Le président Emmanuel Macron a pu échanger mercredi avec les soldats ukrainiens dans un camp militaire du Grand Est non identifié pour des raisons de sécurité. "Comment ça se passe ? Ça correspond à vos besoins ?", s'est-il enquis devant des hommes portant l'écusson rouge et noir orné d'un scorpion de la 155e brigade.
Le chef de l'Etat avait annoncé en juin la formation et l'équipement complet d'une brigade lors de la visite en France du président ukrainien Volodymyr Zelensky à l'occasion du 80e anniversaire du Débarquement allié en Normandie. Accompagné des ministres français des Armées Sébastien Lecornu et ukrainien de la Défense Roustem Oumerov, il a insisté sur leurs besoins et leurs attentes.
"Il s'agit de synchroniser les doctrines. La gestion du champ de bataille évolue en permanence", a répondu un officier dont le pays ambitionne d'entrer le plus vite possible dans l'Otan pour conjurer la menace russe future. "Vous avez aussi beaucoup fait évoluer les choses par votre action et votre résistance", a renchéri le président lors de cet échange dans le foyer des Ukrainiens, avec babyfoot et flippers. L'Armée de Terre française va former et entraîner 2.300 soldats de la brigade, baptisée Anne de Kiev, du nom de l'épouse du roi de France Henri Ier, une première à cette échelle dans un pays européen.
"Retours d'expérience"
La brigade 155 doit être "bonne à la guerre", c'est-à-dire "fonctionnelle, au front, dès la fin de cette formation", a précisé un conseiller de l'Elysée. Celle-ci doit s'étaler sur deux mois (octobre-novembre). Les entraînements reposent sur les "retours d'expérience" du champ de bataille ukrainien, des informations précieuses aussi pour les Français, plus familiers du Sahel, qui appréhendent ainsi un autre vécu.

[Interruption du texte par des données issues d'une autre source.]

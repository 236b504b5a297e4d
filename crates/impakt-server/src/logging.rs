//! Tracing subscriber setup.

/// Initialize the global tracing subscriber with compact stderr output.
///
/// `RUST_LOG` takes precedence over `level`. Calling this more than once is
/// a no-op.
pub fn init_subscriber(level: &str) {
    use tracing_subscriber::EnvFilter;

    let filter = EnvFilter::try_from_default_env().unwrap_or_else(|_| EnvFilter::new(level));

    let subscriber = tracing_subscriber::fmt()
        .with_env_filter(filter)
        .with_target(true)
        .with_writer(std::io::stderr)
        .compact();

    let _ = subscriber.try_init();
}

"Leur retour d'expérience nous enrichit aussi dans la prise en compte de certaines menaces telles que les drones", relève le lieutenant-colonel Geoffroy. "Ça nous permet aussi de bénéficier d'une infrastructure bien réalisée avec des moyens considérables", fait-il aussi observer.
Sur le terrain, les soldats opèrent dans des tranchées à l'identique du champ de bataille ukrainien, en conditions réelles, dans le stress, les enchaînements de tirs et les survols de drone, nouveauté de la guerre du 21e siècle. Lors d'un entraînement mercredi, les tirs de canons Caesar résonnaient aussi au loin, au milieu des échanges de tir entre Ukrainiens et forces ennemies, sous une pluie battante. "La formation se passe très bien. Les soldats ukrainiens progressent plus vite que ce que l'on pensait", a expliqué le colonel Paul, qui dirige la formation des militaires ukrainiens, aux ministres Lecornu et Oumerov.
Un hiver rude
Les conditions de vie sont aussi très rustiques, entre préfabriqués et douches de campagne, au plus près du contexte ukrainien. Sur cette brigade de 4.500 soldats, l'état-major, trois bataillons d'infanterie et leurs appuis (génie, artillerie, surveillance sol-air et reconnaissance) seront formés en France, le reste — soit 2.200 — en Ukraine par des Ukrainiens.
La France va l'équiper à hauteur de 128 véhicules blindés de l'avant (VAB), 18 canons Caesar, "plus de 18" AMX-10, 20 postes de missiles antichar Milan et 10 gros camions militaires TRM 10.000 conçus pour des missions de soutien en terrain difficile. Emmanuel Macron a aussi annoncé en juin la livraison d'avions de chasse Mirage 2000-5 aux Ukrainiens. Des pilotes et mécaniciens sont déjà en cours de formation sur les appareils qui seront cédés.
La France a déjà formé au total plus de 15.000 soldats ukrainiens dans divers domaines (combat d'infanterie, artillerie, maintenance des matériels cédés, santé, etc.). L'Ukraine pourrait être confrontée à son hiver le plus rude depuis l'invasion russe de ce pays le 24 février 2022, a averti le secrétaire général de l'Otan Mark Rutte. Les forces ukrainiennes ne cessent de perdre du terrain dans le Donbass, dans l'est du pays, où l'armée russe annonce presque chaque jour la prise de nouveaux villages, se rapprochant de la ville stratégique de Prokovsk.